Vreemd conservatisme

ONLANGS IS de Edmund Burke Stichting opgericht, 'een platform voor conservatieve gedachtevorming'. 'Het conservatieve moment is gekomen,' meldde een van de initiatiefnemers, Joshua Livestro, ietwat parmantig in NRC Handelsblad.

Zoals het hoort, loopt hij eerst de geschiedenis na. In de negentiende eeuw was het conservatisme een belangrijke politieke stroming in Nederland (dankzij het uiterst beperkte kiesrecht, denk ik). Maar tot de vorming van een levensvatbare conservatieve politieke partij kwam het nooit: de laatste conservatief verdween uit de Tweede Kamer in 1897 - niet toevallig, denk ik alweer - bij de uitbreiding van het kiesrecht. Sindsdien heeft het conservatisme, klaagt Livestro, geen duidelijke partijpolitieke verschijningsvorm. Er zijn conservatieven te vinden in VVD, CDA, Christenunie en SGP. Maar van gemeenschappelijk politiek conservatisme over partijpolitieke scheidslijnen heen is echter geen sprake.

Wat houdt dit conservatisme nu in? Niet niks: 'Het conservatisme is erop gericht de chaos in de wereld en in de mens te bestrijden en orde te scheppen waar geen orde is, of te handhaven waar die wel is.' Hierop past het commentaar van president De Gaulle, toen een van zijn ministers opgewonden uitriep: 'Weg met alle halvegaren en idioten': 'Een verstrekkend politiek program.'

Een welwillende uitleg van Livestro's omschrijving komt erop neer dat het conservatisme zich teweer wil stellen tegen de uitholling van traditionele instituties zoals gezin, kerk, vereniging, school, universiteit. Hij noemt in dit rijtje ook nog buurt, werk en prive-eigendom, door Burke al benoemd als society's little platoons. Wat zijn nu de krachten die in de huidige samenleving deze 'kerninstituties' bedreigen en uithollen? Vanzelfsprekend is dit de centrale vraag voor het conservatisme als politieke stroming. Conservatisme als stemming is een wijdverbreid sentiment, maar dit leidt niet zonder meer tot een specifieke politieke stellingname. Een kwart eeuw geleden schreef de filosoof Leslek Kolakowski in een kort en briljant essay waarom hij deels socialist, deels liberaal, deels conservatief was. Geen specifieke afwijking van hem, maar een vaak voorkomend kenmerk van zowel mensen als partijen.

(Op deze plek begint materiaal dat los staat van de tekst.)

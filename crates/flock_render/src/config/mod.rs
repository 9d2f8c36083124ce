//! Configuration system
//!
//! Any `serde` type with a [`Default`] can opt into [`Config`] and be loaded
//! from or saved to TOML or RON, chosen by file extension.

mod renderer_config;

pub use renderer_config::{DiagnosticsConfig, RendererConfig};
pub use serde::{Deserialize, Serialize};

use std::path::Path;

/// Configuration trait
pub trait Config: Serialize + for<'de> Deserialize<'de> + Default {
    /// Load configuration from file
    ///
    /// # Errors
    /// Fails on I/O errors, parse errors or an extension other than
    /// `.toml` / `.ron`.
    fn load_from_file(path: impl AsRef<Path>) -> Result<Self, ConfigError> {
        let path = path.as_ref();
        let contents = std::fs::read_to_string(path)?;

        match Format::of(path)? {
            Format::Toml => toml::from_str(&contents).map_err(|e| ConfigError::Parse(e.to_string())),
            Format::Ron => ron::from_str(&contents).map_err(|e| ConfigError::Parse(e.to_string())),
        }
    }

    /// Load configuration from file, falling back to defaults if it is missing
    ///
    /// # Errors
    /// A file that exists but cannot be read or parsed is still an error.
    fn load_or_default(path: impl AsRef<Path>) -> Result<Self, ConfigError> {
        let path = path.as_ref();
        if path.exists() {
            Self::load_from_file(path)
        } else {
            log::info!("No config at {}, using defaults", path.display());
            Ok(Self::default())
        }
    }

    /// Save configuration to file
    ///
    /// # Errors
    /// Fails on serialization or I/O errors, or an unsupported extension.
    fn save_to_file(&self, path: impl AsRef<Path>) -> Result<(), ConfigError> {
        let path = path.as_ref();
        let contents = match Format::of(path)? {
            Format::Toml => {
                toml::to_string_pretty(self).map_err(|e| ConfigError::Serialize(e.to_string()))?
            }
            Format::Ron => ron::ser::to_string_pretty(self, ron::ser::PrettyConfig::default())
                .map_err(|e| ConfigError::Serialize(e.to_string()))?,
        };

        std::fs::write(path, contents).map_err(ConfigError::Io)
    }
}

enum Format {
    Toml,
    Ron,
}

impl Format {
    fn of(path: &Path) -> Result<Self, ConfigError> {
        match path.extension().and_then(|ext| ext.to_str()) {
            Some("toml") => Ok(Self::Toml),
            Some("ron") => Ok(Self::Ron),
            _ => Err(ConfigError::UnsupportedFormat(path.display().to_string())),
        }
    }
}

/// Configuration errors
#[derive(thiserror::Error, Debug)]
pub enum ConfigError {
    /// IO error
    #[error("IO error: {0}")]
    Io(#[from] std::io::Error),

    /// Parse error
    #[error("Parse error: {0}")]
    Parse(String),

    /// Serialization error
    #[error("Serialization error: {0}")]
    Serialize(String),

    /// Unsupported format
    #[error("Unsupported format: {0}")]
    UnsupportedFormat(String),

    /// Values that parse but cannot be used
    #[error("Invalid configuration: {0}")]
    Invalid(String),
}
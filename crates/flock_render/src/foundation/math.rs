//! Math utilities and types
//!
//! Thin aliases over nalgebra plus the handful of matrix builders the renderer
//! needs. All matrices follow OpenGL conventions: right-handed view space,
//! clip-space depth in `[-1, 1]`, column-major storage.

pub use nalgebra::{Matrix4, Point3, Vector3, Vector4};

/// 3D vector type
pub type Vec3 = Vector3<f32>;

/// 4D vector type
pub type Vec4 = Vector4<f32>;

/// 4x4 matrix type
pub type Mat4 = Matrix4<f32>;

/// Math constants
pub mod constants {
    /// Pi constant
    pub const PI: f32 = std::f32::consts::PI;

    /// Degrees to radians conversion factor
    pub const DEG_TO_RAD: f32 = PI / 180.0;
}

/// Math utility functions
pub mod utils {
    use super::constants;

    /// Convert degrees to radians
    #[must_use]
    pub fn deg_to_rad(degrees: f32) -> f32 {
        degrees * constants::DEG_TO_RAD
    }
}

/// Extension trait for Mat4 with the builders used by the frame loop
pub trait Mat4Ext {
    /// Create a perspective projection matrix (`fov_y` in radians)
    fn perspective(fov_y: f32, aspect: f32, near: f32, far: f32) -> Mat4;

    /// Create an orthographic projection matrix
    fn orthographic(left: f32, right: f32, bottom: f32, top: f32, near: f32, far: f32) -> Mat4;

    /// Create a right-handed look-at view matrix
    fn look_at(eye: Vec3, target: Vec3, up: Vec3) -> Mat4;

    /// Compose translation, XYZ Euler rotation (radians) and non-uniform scale
    /// into a model matrix: `T * R * S`
    fn model(position: Vec3, rotation: Vec3, scale: Vec3) -> Mat4;
}

impl Mat4Ext for Mat4 {
    fn perspective(fov_y: f32, aspect: f32, near: f32, far: f32) -> Mat4 {
        Mat4::new_perspective(aspect, fov_y, near, far)
    }

    fn orthographic(left: f32, right: f32, bottom: f32, top: f32, near: f32, far: f32) -> Mat4 {
        Mat4::new_orthographic(left, right, bottom, top, near, far)
    }

    fn look_at(eye: Vec3, target: Vec3, up: Vec3) -> Mat4 {
        let forward = (target - eye).normalize();
        let right = forward.cross(&up).normalize();
        let camera_up = right.cross(&forward);

        let translation = Mat4::new(
            1.0, 0.0, 0.0, -eye.x,
            0.0, 1.0, 0.0, -eye.y,
            0.0, 0.0, 1.0, -eye.z,
            0.0, 0.0, 0.0, 1.0,
        );

        let rotation = Mat4::new(
            right.x, right.y, right.z, 0.0,
            camera_up.x, camera_up.y, camera_up.z, 0.0,
            -forward.x, -forward.y, -forward.z, 0.0,
            0.0, 0.0, 0.0, 1.0,
        );

        rotation * translation
    }

    fn model(position: Vec3, rotation: Vec3, scale: Vec3) -> Mat4 {
        Mat4::new_translation(&position)
            * Mat4::from_euler_angles(rotation.x, rotation.y, rotation.z)
            * Mat4::new_nonuniform_scaling(&scale)
    }
}
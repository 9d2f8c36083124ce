use serde::{Deserialize, Serialize};

use super::{Config, ConfigError};

/// Which diagnostics the renderer emits
///
/// Mirrors the three switches a host usually exposes: startup chatter,
/// error reports for rejected operations, and the built-in test model.
#[derive(Debug, Clone, Copy, PartialEq, Eq, Serialize, Deserialize)]
#[serde(default)]
pub struct DiagnosticsConfig {
    /// Log startup milestones and pool usage at `info`
    pub verbose: bool,
    /// Log rejected operations (invalid handles, refused releases) at `warn`
    pub errors: bool,
    /// Make the built-in test model visible
    pub show_test_model: bool,
}

impl Default for DiagnosticsConfig {
    fn default() -> Self {
        Self {
            verbose: false,
            errors: true,
            show_test_model: false,
        }
    }
}

/// # Renderer Configuration
///
/// Pool sizing, projection planes, clear color and diagnostics. Every field
/// has a default, so partial files are accepted.
#[derive(Debug, Clone, PartialEq, Serialize, Deserialize)]
#[serde(default)]
pub struct RendererConfig {
    /// Initial slot count of each resource pool
    pub pool_capacity: usize,
    /// Initial capacity of the per-frame draw lists
    pub draw_list_capacity: usize,
    /// Near clipping plane distance
    pub near_clip: f32,
    /// Far clipping plane distance
    pub far_clip: f32,
    /// Clear color as linear RGBA
    pub background: [f32; 4],
    /// Initial viewport size in pixels (width, height)
    pub viewport: (u32, u32),
    /// Diagnostic switches
    pub diagnostics: DiagnosticsConfig,
}

impl RendererConfig {
    /// Default clear color, a soft blue (0x6488ea)
    pub const DEFAULT_BACKGROUND: [f32; 4] = [100.0 / 255.0, 136.0 / 255.0, 234.0 / 255.0, 1.0];

    /// Set the pool capacity
    #[must_use]
    pub const fn with_pool_capacity(mut self, capacity: usize) -> Self {
        self.pool_capacity = capacity;
        self
    }

    /// Set the viewport size
    #[must_use]
    pub const fn with_viewport(mut self, width: u32, height: u32) -> Self {
        self.viewport = (width, height);
        self
    }

    /// Set the diagnostics switches
    #[must_use]
    pub const fn with_diagnostics(mut self, diagnostics: DiagnosticsConfig) -> Self {
        self.diagnostics = diagnostics;
        self
    }

    /// Validate the configuration
    ///
    /// # Errors
    /// Rejects zero-sized pools or viewports and clip planes that are not
    /// `0 < near < far`.
    pub fn validate(&self) -> Result<(), ConfigError> {
        if self.pool_capacity == 0 {
            return Err(ConfigError::Invalid("pool_capacity must be at least 1".to_string()));
        }
        if self.draw_list_capacity == 0 {
            return Err(ConfigError::Invalid("draw_list_capacity must be at least 1".to_string()));
        }
        if !(self.near_clip > 0.0 && self.near_clip < self.far_clip) {
            return Err(ConfigError::Invalid(format!(
                "clip planes must satisfy 0 < near < far, got near={} far={}",
                self.near_clip, self.far_clip
            )));
        }
        if self.viewport.0 == 0 || self.viewport.1 == 0 {
            return Err(ConfigError::Invalid("viewport must be non-empty".to_string()));
        }
        Ok(())
    }
}

impl Default for RendererConfig {
    fn default() -> Self {
        Self {
            pool_capacity: 20,
            draw_list_capacity: 10,
            near_clip: 0.001,
            far_clip: 1000.0,
            background: Self::DEFAULT_BACKGROUND,
            viewport: (800, 680),
            diagnostics: DiagnosticsConfig::default(),
        }
    }
}

impl Config for RendererConfig {}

De kwestie is dus waarin dit conservatisme zich politiek onderscheidt. Livestro is daarover even duidelijk als teleurstellend. De conservatieve agenda komt neer op de 'overstap van een welvaartsstaat naar een welvaartssamenleving'. Deze overstap blijft rijkelijk vaag, maar houdt in elk geval minder etatisme in en meer eigen verantwoordelijkheid, bijvoorbeeld bij de sociale zekerheid. Die moet meer een kwestie van lokale verenigingen, liefdadigheid en kerken worden. Geen verzorgingsstaat, maar eigen verantwoordelijkheid - dat is de kern van het conservatieve program.

Dat klinkt fraai, maar gaat voorbij aan de maatschappelijke omstandigheden die de mogelijkheden om die eigen verantwoordelijkheid uit te oefenen beperken. Wie niets te zeggen heeft over de wijze waarop de samenleving opereert, komt niet verder dan de idee van individuele verantwoordelijkheid dat vrijheid en gelijkheid eruit bestaan dat zowel clochards als miljonairs onder de bruggen van Parijs kunnen slapen (Anatole France).

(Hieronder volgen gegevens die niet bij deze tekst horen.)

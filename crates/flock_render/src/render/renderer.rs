//! The renderer context
//!
//! [`Renderer`] owns everything a frame needs: the device, the resource
//! registry, the batcher, the camera and the configuration. There is no
//! global state; several renderers can coexist, each with its own pools.

use crate::config::RendererConfig;
use crate::foundation::collections::Handle;
use crate::foundation::math::Vec3;
use crate::render::batching::{BatchStats, Batcher};
use crate::render::camera::{Camera, CameraData};
use crate::render::device::GraphicsDevice;
use crate::render::resources::{
    DefaultResources, Mesh, MeshData, Model, PoolStats, Resource, ResourceRegistry, Shader,
    Texture, TextureData, VertexAttributes,
};
use crate::render::RenderResult;

/// What a call to [`Renderer::draw`] did
#[derive(Debug, Clone, Copy, Default, PartialEq)]
pub struct FrameStats {
    /// Frames drawn so far, this one included
    pub frame: u64,
    /// Delta time handed to `draw`
    pub delta_time: f32,
    /// 3D pass counters
    pub batch: BatchStats,
    /// Visible UI models collected
    pub ui_models: usize,
}

/// Immediate-mode renderer driving a [`GraphicsDevice`]
pub struct Renderer<D: GraphicsDevice> {
    device: D,
    registry: ResourceRegistry,
    batcher: Batcher,
    camera: Camera,
    config: RendererConfig,
    defaults: DefaultResources,
    viewport: (u32, u32),
    frame: u64,
}

impl<D: GraphicsDevice> Renderer<D> {
    /// Build the renderer and inject the default resources
    ///
    /// # Errors
    /// Fails if `config` is invalid or a default resource cannot be created.
    /// The device is dropped in that case, with nothing left on it.
    pub fn new(mut device: D, config: RendererConfig) -> RenderResult<Self> {
        config.validate()?;

        let mut registry = ResourceRegistry::with_capacity(config.pool_capacity, config.diagnostics);
        let defaults = registry.inject_defaults(&mut device, config.diagnostics.show_test_model)?;

        let (width, height) = config.viewport;
        device.set_viewport(width, height);

        let renderer = Self {
            device,
            batcher: Batcher::with_capacity(config.draw_list_capacity),
            registry,
            camera: Camera::default(),
            defaults,
            viewport: config.viewport,
            frame: 0,
            config,
        };

        if renderer.config.diagnostics.verbose {
            log::info!("Renderer initialized with a {width}x{height} viewport");
            for stats in renderer.registry.stats() {
                log::info!("  {} pool: {}/{} slots used", stats.kind, stats.used, stats.capacity);
            }
        }
        Ok(renderer)
    }

    /// Draw one frame
    ///
    /// Clears, draws every visible 3D model sorted by GPU state, runs the UI
    /// pass and presents. Models with stale references are skipped; drawing
    /// itself never fails.
    pub fn draw(&mut self, delta_time: f32) -> FrameStats {
        self.frame += 1;

        self.device.set_face_culling(false);
        self.device.set_depth_test(true);
        self.device.clear(self.config.background);

        let (width, height) = self.viewport;
        let aspect = width as f32 / height as f32;
        let view = self.camera.view_matrix();
        let projection = self
            .camera
            .projection_matrix(aspect, self.config.near_clip, self.config.far_clip);

        self.batcher.prepare_draw_list(&self.registry);
        let batch = self
            .batcher
            .emit_draw_sequence(&mut self.device, &self.registry, &view, &projection);
        self.batcher.emit_ui_pass(&mut self.device, width, height);

        self.device.present();

        log::trace!(
            "Frame {} ({:.2} ms): {} draws, {} state changes",
            self.frame,
            delta_time * 1000.0,
            batch.draw_calls,
            batch.state_changes()
        );

        FrameStats {
            frame: self.frame,
            delta_time,
            batch,
            ui_models: self.batcher.ui_list().len(),
        }
    }

    /// Track a new framebuffer size; zero-sized (minimized) windows are ignored
    pub fn resize(&mut self, width: u32, height: u32) {
        if width == 0 || height == 0 {
            log::debug!("Ignoring resize to {width}x{height}");
            return;
        }
        self.viewport = (width, height);
        self.device.set_viewport(width, height);
    }

    /// Current viewport size
    #[must_use]
    pub const fn viewport(&self) -> (u32, u32) {
        self.viewport
    }

    /// Set every camera parameter; angles and fov in degrees
    pub fn update_camera(&mut self, pitch: f32, yaw: f32, fov: f32, offset: f32, position: Vec3) {
        self.camera.update(pitch, yaw, fov, offset, position);
    }

    /// Read the camera back
    #[must_use]
    pub const fn camera_data(&self) -> CameraData {
        self.camera.data()
    }

    /// The camera
    #[must_use]
    pub const fn camera(&self) -> &Camera {
        &self.camera
    }

    /// Handles of the built-in resources
    #[must_use]
    pub const fn defaults(&self) -> &DefaultResources {
        &self.defaults
    }

    /// Active configuration
    #[must_use]
    pub const fn config(&self) -> &RendererConfig {
        &self.config
    }

    /// The resource registry
    #[must_use]
    pub const fn registry(&self) -> &ResourceRegistry {
        &self.registry
    }

    /// The device
    #[must_use]
    pub const fn device(&self) -> &D {
        &self.device
    }

    /// The device, mutably
    pub fn device_mut(&mut self) -> &mut D {
        &mut self.device
    }

    /// Pool occupancy
    #[must_use]
    pub fn stats(&self) -> [PoolStats; 4] {
        self.registry.stats()
    }

    /// Whether `handle` refers to a live resource
    #[must_use]
    pub fn is_in_use<T: Resource>(&self, handle: Handle<T>) -> bool {
        self.registry.is_in_use(handle)
    }

    /// See [`ResourceRegistry::create_shader`]
    ///
    /// # Errors
    /// Compile, link or allocation failures.
    pub fn create_shader(
        &mut self,
        vertex_source: &str,
        fragment_source: &str,
        requirements: VertexAttributes,
    ) -> RenderResult<Handle<Shader>> {
        self.registry
            .create_shader(&mut self.device, vertex_source, fragment_source, requirements)
    }

    /// See [`ResourceRegistry::create_texture`]
    ///
    /// # Errors
    /// Invalid pixel data, device or allocation failures.
    pub fn create_texture(&mut self, data: &TextureData<'_>) -> RenderResult<Handle<Texture>> {
        self.registry.create_texture(&mut self.device, data)
    }

    /// See [`ResourceRegistry::create_mesh`]
    ///
    /// # Errors
    /// Invalid mesh data, device or allocation failures.
    pub fn create_mesh(&mut self, data: &MeshData<'_>) -> RenderResult<Handle<Mesh>> {
        self.registry.create_mesh(&mut self.device, data)
    }

    /// See [`ResourceRegistry::create_model`]
    ///
    /// # Errors
    /// Stale handles, no suitable default shader, or incompatible resources.
    pub fn create_model(&mut self, template: &Model, use_default_shader: bool) -> RenderResult<Handle<Model>> {
        self.registry.create_model(template, use_default_shader)
    }

    /// Borrow a model
    #[must_use]
    pub fn get_model(&self, model: Handle<Model>) -> Option<&Model> {
        self.registry.get_model(model)
    }

    /// See [`ResourceRegistry::update_model_transform`]
    ///
    /// # Errors
    /// Stale model handle.
    pub fn update_model_transform(
        &mut self,
        model: Handle<Model>,
        position: Vec3,
        rotation: Vec3,
        scale: Vec3,
    ) -> RenderResult<()> {
        self.registry.update_model_transform(model, position, rotation, scale)
    }

    /// See [`ResourceRegistry::update_model_mesh`]
    ///
    /// # Errors
    /// Stale handles.
    pub fn update_model_mesh(&mut self, model: Handle<Model>, mesh: Handle<Mesh>) -> RenderResult<()> {
        self.registry.update_model_mesh(model, mesh)
    }

    /// See [`ResourceRegistry::update_model_texture`]
    ///
    /// # Errors
    /// Stale handles.
    pub fn update_model_texture(&mut self, model: Handle<Model>, texture: Handle<Texture>) -> RenderResult<()> {
        self.registry.update_model_texture(model, texture)
    }

    /// See [`ResourceRegistry::update_model_shader`]
    ///
    /// # Errors
    /// Stale handles.
    pub fn update_model_shader(&mut self, model: Handle<Model>, shader: Handle<Shader>) -> RenderResult<()> {
        self.registry.update_model_shader(model, shader)
    }

    /// See [`ResourceRegistry::update_model_visibility`]
    ///
    /// # Errors
    /// Stale model handle.
    pub fn update_model_visibility(&mut self, model: Handle<Model>, visible: bool) -> RenderResult<()> {
        self.registry.update_model_visibility(model, visible)
    }

    /// See [`ResourceRegistry::update_model`]
    ///
    /// # Errors
    /// Stale handles; valid parts are still applied.
    pub fn update_model(&mut self, model: Handle<Model>, template: &Model) -> RenderResult<()> {
        self.registry.update_model(model, template)
    }

    /// Release a shader; defaults and stale handles are refused
    pub fn release_shader(&mut self, shader: Handle<Shader>) -> bool {
        self.registry.release_shader(&mut self.device, shader)
    }

    /// Release a texture; defaults and stale handles are refused
    pub fn release_texture(&mut self, texture: Handle<Texture>) -> bool {
        self.registry.release_texture(&mut self.device, texture)
    }

    /// Release a mesh; defaults and stale handles are refused
    pub fn release_mesh(&mut self, mesh: Handle<Mesh>) -> bool {
        self.registry.release_mesh(&mut self.device, mesh)
    }

    /// Release a model; defaults and stale handles are refused
    pub fn release_model(&mut self, model: Handle<Model>) -> bool {
        self.registry.release_model(model)
    }
}

impl<D: GraphicsDevice> Drop for Renderer<D> {
    fn drop(&mut self) {
        self.registry.destroy_all(&mut self.device);
        if self.config.diagnostics.verbose {
            log::info!("Renderer shut down after {} frames", self.frame);
        }
    }
}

Hoewel Livestro ook 'de markt' als bedreiging van zijn kerninstituties opvoert, maakt hij in zijn conservatieve programma geen woord vuil aan de wijze waarop men daartegen zou moeten optreden. De staat, niet de markt, is de grote satan. In dit opzicht hebben de nieuwe conservatieven in Nederland geen slechte patroonheilige gekozen. Edmund Burke (1729-1797) geldt onbetwist als grondlegger van het conservatisme. Zijn reputatie berust op zijn Reflections on the Revolution in France (1790), het eerste pamflet tegen de niet lang daarvoor geboren idee dat de samenleving door welbewust politiek ingrijpen kon worden verbeterd.

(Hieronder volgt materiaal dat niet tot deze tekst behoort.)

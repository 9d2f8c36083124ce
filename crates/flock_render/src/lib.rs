//! # Flock Render
//!
//! A small immediate-mode renderer for OpenGL 3.3 built around two ideas:
//!
//! - **Stable handles**: shaders, textures, meshes and models live in
//!   generational slot pools and are referred to by typed handles that
//!   survive pool growth and detect reuse of released slots.
//! - **State-sorted drawing**: each frame the visible models are sorted by
//!   shader, texture and mesh so the device is rebound only when state
//!   actually changes.
//!
//! ## Quick Start
//!
//! ```rust
//! use flock_render::prelude::*;
//!
//! fn main() -> Result<(), RenderError> {
//!     let mut renderer = Renderer::new(HeadlessDevice::new(), RendererConfig::default())?;
//!
//!     let cube = renderer.defaults().test_mesh;
//!     let texture = renderer.defaults().error_texture;
//!     let template = Model::new(cube, texture, renderer.defaults().color_shader)
//!         .with_position(Vec3::new(0.0, 0.0, -3.0));
//!     let model = renderer.create_model(&template, true)?;
//!
//!     renderer.update_camera(0.0, -90.0, 70.0, 0.0, Vec3::zeros());
//!     let frame = renderer.draw(1.0 / 60.0);
//!     assert_eq!(frame.batch.draw_calls, 1);
//!     assert!(renderer.release_model(model));
//!     Ok(())
//! }
//! ```
//!
//! With the default `gl` feature, [`render::GlDevice`] drives a real context
//! loaded through the window system's `get_proc_address`.

pub mod config;
pub mod foundation;
pub mod render;

/// Common imports for renderer users
pub mod prelude {
    pub use crate::config::{Config, ConfigError, DiagnosticsConfig, RendererConfig};
    pub use crate::foundation::collections::Handle;
    pub use crate::foundation::math::{Mat4, Vec3};
    #[cfg(feature = "gl")]
    pub use crate::render::GlDevice;
    pub use crate::render::{
        Camera, CameraData, FrameStats, GraphicsDevice, HeadlessDevice, Mesh, MeshData, Model,
        RenderError, RenderResult, Renderer, Shader, ShaderStage, Texture, TextureData,
        VertexAttributes, Winding,
    };
}
//! Logging utilities and structured logging support
//!
//! The renderer reports through the `log` facade only; applications pick the
//! sink. [`init`] installs `env_logger`, honouring `RUST_LOG`.

pub use log::{debug, error, info, trace, warn};

/// Initialize the logging system with `env_logger`
///
/// Falls back to `info` when `RUST_LOG` is unset. Calling it twice is
/// harmless; the second call is ignored.
pub fn init() {
    let _ = env_logger::Builder::from_env(env_logger::Env::default().default_filter_or("info"))
        .try_init();
}

/// Initialize logging for tests, capturing output per test
pub fn init_for_tests() {
    let _ = env_logger::Builder::from_env(env_logger::Env::default().default_filter_or("debug"))
        .is_test(true)
        .try_init();
}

Burkes boodschap luidt dat maatschappelijke veranderingen alleen geleidelijk, niet door politiek ingrijpen, tot stand kunnen komen, een standpunt dat in de kern door Karl Marx werd gedeeld. Beiden waren met deze slotsom overigens niet echt tevreden; een van mijn boeken (Het falen der nieuwlichters, 1981) gaf ik ietwat pesterig een citaat van Burke als opdracht mee: 'Voor de bestendiging van het kwaad volstaat het dat mensen van goede wil niets doen.'

Maar de Canadese geleerde Crawford Broderick MacPherson belichtte in zijn korte en kordate monografie over Burke (1980) de dubbelzinnigheid van diens politieke filosofie. Burkes verdediging van een traditionele en hierarchische (over sociale gelijkheid hoor je Livestro niet) sociale orde ging gepaard met een pleidooi voor een zuiver kapitalistische economie. MacPherson toonde aan dat in het toenmalige Engeland deze twee standpunten niet strijdig hoefden te zijn.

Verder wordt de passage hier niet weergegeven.